The report concludes that the growing trade deficit with China is a cause for concern, and that the strategic implications of this dependence are far-reaching, affecting not only the economy but also national security.

Faced with this situation, what does India plan to do?

Surprisingly, Indian experts have prescribed a similar prescription to the United States: to increase the resilience, resilience and diversification of supply chains.

Srivastava, founder of the Global Trade Research Initiative think tank, which released the report, said,

The Indian government and industry must assess and possibly recalibrate their import strategies to foster more diverse and resilient supply chains. This is not only to mitigate economic risks, but also to support domestic industries and reduce dependence on imports from a single country, especially from geopolitical competitors like China.

This prescription by Indian experts is ironic.

It is said that if the apprentice is brought out to starve to death, then the apprentice must learn the craft first.

I want to think that when China was reforming and opening up, it introduced foreign capital on a large scale, exchanged the market for technology, and learned management, management, technology, and innovation from Western companies little by little. In the end, he made little progress, practiced eighteen kinds of martial arts, and finally could stand up and compete with the biggest "master" almost on the same stage.

The United States really felt the feeling of starving the master to death when the apprentice was brought out, because the apprentice learned so well that he not only learned to imitate, but also learned to transcend, and took the master's path, so that the master had no way out.

In fact, it's not that the master has no way out, it's just that the master wants to let the apprentice be an apprentice forever and never let the apprentice come out. This is an unreasonable oppression of the apprentice.

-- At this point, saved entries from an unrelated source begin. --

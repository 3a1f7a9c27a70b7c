// create, start, stop, remove, clone

use wp_core::error::WpError;
use wp_core::wp_println;
use wp_instance::{CloneStrategy, CreateOutcome, StackRequest, TransitionResult};
use wp_messages::{msg, MESSAGES};

use super::{interaction, status_label, Context};

pub fn handle_create(
    ctx: &Context,
    name: &str,
    mysql: Option<String>,
    php: Option<String>,
    webserver: Option<String>,
) -> TransitionResult<()> {
    let request = StackRequest {
        mysql,
        php,
        webserver,
    };
    let manager = ctx.manager()?;

    wp_println!("{}", msg!(MESSAGES.instance.create_header, name = name));
    let outcome = manager.create(name, &request)?;
    print_created(&outcome);
    wp_println!("{}", msg!(MESSAGES.instance.create_success, name = name));
    Ok(())
}

fn print_created(outcome: &CreateOutcome) {
    for sub in &outcome.substitutions {
        wp_println!(
            "{}",
            msg!(
                MESSAGES.instance.version_substituted,
                component = sub.component,
                requested = sub.requested.as_str(),
                resolved = sub.resolved.as_str()
            )
        );
    }
    wp_println!(
        "{}",
        msg!(
            MESSAGES.instance.create_info_block,
            webserver = outcome.stack.webserver.to_string(),
            php = outcome.stack.php_version.to_string(),
            mysql = outcome.stack.mysql_version.to_string(),
            port = outcome.port.to_string(),
            network = outcome.network.name.as_str(),
            subnet = outcome.network.subnet.to_string()
        )
    );
}

pub fn handle_start(ctx: &Context, name: &str) -> TransitionResult<()> {
    let manager = ctx.manager()?;
    wp_println!("{}", msg!(MESSAGES.instance.start_header, name = name));

    let outcome = manager.start(name)?;
    match outcome.confirmed_port {
        Some(port) => {
            wp_println!(
                "{}",
                msg!(MESSAGES.instance.start_port_confirmed, port = port.to_string())
            );
        }
        None => {
            wp_println!(
                "{}",
                msg!(MESSAGES.instance.start_port_unconfirmed, name = name)
            );
        }
    }
    wp_println!(
        "{}",
        msg!(
            MESSAGES.instance.start_success,
            name = outcome.name.as_str(),
            url = outcome.url.as_str()
        )
    );
    Ok(())
}

pub fn handle_stop(ctx: &Context, name: &str) -> TransitionResult<()> {
    let manager = ctx.manager()?;
    wp_println!("{}", msg!(MESSAGES.instance.stop_header, name = name));
    manager.stop(name)?;
    wp_println!("{}", msg!(MESSAGES.instance.stop_success, name = name));
    wp_println!("{}", msg!(MESSAGES.instance.stop_restart_hint, name = name));
    Ok(())
}

pub fn handle_remove(ctx: &Context, name: &str, force: bool) -> TransitionResult<()> {
    if !force && !interaction::is_interactive() {
        return Err(WpError::Validation(msg!(
            MESSAGES.instance.remove_non_interactive,
            name = name
        ))
        .into());
    }
    let manager = ctx.manager()?;

    if force {
        wp_println!("{}", msg!(MESSAGES.instance.remove_force, name = name));
    } else {
        // An interrupted create may have no metadata yet; remove still applies.
        let status = manager
            .info(name)
            .map(|view| status_label(view.status))
            .unwrap_or_else(|_| "unknown".to_string());
        wp_println!(
            "{}",
            msg!(
                MESSAGES.instance.remove_info_block,
                status = status,
                dir = manager.instance_layout(name).root().display().to_string()
            )
        );
        let dependents = manager.store().load()?.dependents_of(name);
        if !dependents.is_empty() {
            wp_println!(
                "{}",
                msg!(
                    MESSAGES.instance.remove_shared_dependents,
                    name = name,
                    dependents = dependents.join(", ")
                )
            );
        }
        let prompt = msg!(MESSAGES.instance.remove_confirm_prompt, name = name);
        if !interaction::confirm(&prompt)? {
            wp_println!("{}", MESSAGES.instance.remove_cancelled);
            return Ok(());
        }
    }

    let outcome = manager.remove(name)?;
    for error in &outcome.teardown_errors {
        wp_println!(
            "{}",
            msg!(
                MESSAGES.instance.remove_teardown_warning,
                name = name,
                error = error.as_str()
            )
        );
    }
    if force && !outcome.dependents.is_empty() {
        wp_println!(
            "{}",
            msg!(
                MESSAGES.instance.remove_shared_dependents,
                name = name,
                dependents = outcome.dependents.join(", ")
            )
        );
    }
    wp_println!("{}", msg!(MESSAGES.instance.remove_success, name = name));
    Ok(())
}

pub fn handle_clone(
    ctx: &Context,
    source: &str,
    target: &str,
    strategy: &str,
) -> TransitionResult<()> {
    let strategy: CloneStrategy = strategy.parse()?;
    let manager = ctx.manager()?;

    wp_println!(
        "{}",
        msg!(
            MESSAGES.instance.clone_header,
            source = source,
            target = target,
            strategy = strategy.to_string()
        )
    );
    let outcome = manager.clone_instance(source, target, strategy)?;
    print_created(&outcome.target);
    wp_println!(
        "{}",
        msg!(
            MESSAGES.instance.clone_success,
            target = target,
            source = outcome.source.as_str()
        )
    );
    Ok(())
}
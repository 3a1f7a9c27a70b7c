//! Docker command builder.
//!
//! Every engine call funnels through [`DockerCommand`] so that invocations are
//! logged the same way and failures carry Docker's stderr.

use std::path::Path;

use duct::cmd;
use tracing::debug;
use wp_core::command_stream::render_command;
use wp_core::error::{Result, WpError};

#[derive(Debug, Clone, Default)]
pub struct DockerCommand {
    args: Vec<String>,
}

impl DockerCommand {
    pub fn new() -> Self {
        Self::default()
    }

    pub fn arg<S: Into<String>>(mut self, arg: S) -> Self {
        self.args.push(arg.into());
        self
    }

    pub fn args<I, S>(mut self, args: I) -> Self
    where
        I: IntoIterator<Item = S>,
        S: Into<String>,
    {
        self.args.extend(args.into_iter().map(Into::into));
        self
    }

    pub fn as_args(&self) -> &[String] {
        &self.args
    }

    fn rendered(&self) -> String {
        render_command("docker", &self.args)
    }

    fn run(&self, input: Option<&[u8]>) -> Result<Vec<u8>> {
        debug!("Executing Docker command: {}", self.rendered());

        let mut expression = cmd("docker", &self.args)
            .stdout_capture()
            .stderr_capture()
            .unchecked();
        if let Some(bytes) = input {
            expression = expression.stdin_bytes(bytes.to_vec());
        }

        let output = expression.run().map_err(|e| {
            WpError::Engine(format!("Failed to execute '{}': {}", self.rendered(), e))
        })?;

        if output.status.success() {
            Ok(output.stdout)
        } else {
            let stderr = String::from_utf8_lossy(&output.stderr);
            Err(WpError::Engine(format!(
                "'{}' failed with status {}: {}",
                self.rendered(),
                output.status,
                stderr.trim()
            )))
        }
    }

    /// Run and discard stdout.
    pub fn execute(self) -> Result<()> {
        self.run(None).map(|_| ())
    }

    pub fn execute_with_output(self) -> Result<String> {
        self.run(None)
            .map(|stdout| String::from_utf8_lossy(&stdout).into_owned())
    }

    /// Raw stdout, for payloads such as database dumps.
    pub fn execute_with_bytes(self) -> Result<Vec<u8>> {
        self.run(None)
    }

    pub fn execute_with_input(self, input: &[u8]) -> Result<()> {
        self.run(Some(input)).map(|_| ())
    }
}

/// Helper for building `docker compose` arguments.
pub struct ComposeCommand;

impl ComposeCommand {
    pub fn build_args(
        project: &str,
        compose_path: &Path,
        subcommand: &str,
        extra_args: &[&str],
    ) -> Result<Vec<String>> {
        let file = compose_path.to_str().ok_or_else(|| {
            WpError::Internal(format!("Compose path is not valid UTF-8: {:?}", compose_path))
        })?;
        let mut args = vec![
            "compose".to_string(),
            "-p".to_string(),
            project.to_string(),
            "-f".to_string(),
            file.to_string(),
            subcommand.to_string(),
        ];
        args.extend(extra_args.iter().map(|s| s.to_string()));
        Ok(args)
    }
}
//! Workspace messages (init, boot, shared services)

pub struct WorkspaceMessages {
    pub already_initialized: &'static str,
    pub boot_autostart: &'static str,
    pub boot_header: &'static str,
    pub boot_shared_services: &'static str,
    pub boot_success: &'static str,
    pub init_success: &'static str,
    pub single_instance_mode: &'static str,
}

pub const WORKSPACE_MESSAGES: WorkspaceMessages = WorkspaceMessages {
    already_initialized: "Workspace '{name}' is already initialized as {kind}",
    boot_autostart: "  ✓ Auto-starting workspace site '{name}'",
    boot_header: "🔌 Preparing workspace '{name}'...",
    boot_shared_services: "  ✓ Shared services up on network {network}",
    boot_success: "✅ Workspace ready",
    init_success: "✅ Initialized {kind} workspace '{name}'",
    single_instance_mode: "Workspace '{name}' runs a single site; '{operation}' needs a multi-instance workspace",
};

However, India has not even learned the basics, and lacks even the ability to manufacture the simplest manufactured products, so it has begun to consider "over-dependence" on China, and it is too worrying to think about diversification. Think about it, except for China, who can take you to the road of modern manufacturing at the lowest cost and price.

Of course, Europe and the United States can also do it, but India is too late to start because it has to face China's competition at the same time, so it does not have an advantage.

India's economy has indeed made great strides in recent years, and is now ranked fifth, and is expected to overtake Japan as the fourth largest economy soon next year.

India has great power ambitions, and that's good. China will never suppress the development of other countries for its own interests, as the United States has done. China is now operating in India, but in fact, the biggest concern is that India's business environment makes it difficult to protect China's interests.

However, if India wants to truly become a strong country, it must work hard in the manufacturing industry, and the introduction of foreign competition is a must, which is a learning process and a process of providing a competitive environment. If this kind of competition is ruled out from the outset, it may not be good for India's development.

Dissatisfied with the 100 billion deficit with China, India wants to starve to death before it is a good apprentice?

Contrary to the United States, China does not believe in bringing out apprentices to starve masters, China just believes that the more apprentices, the bigger the market, the bigger the cake, and eventually everyone can live a good life.

But no matter how India chooses to prescribe medicine, China's response is simple: follow the rules of the market. China has formed a certain competitive advantage in the face of Europe and the United States, and it has the advantage of dimensionality reduction in the face of India. We are open to whether India chooses to cooperate or not.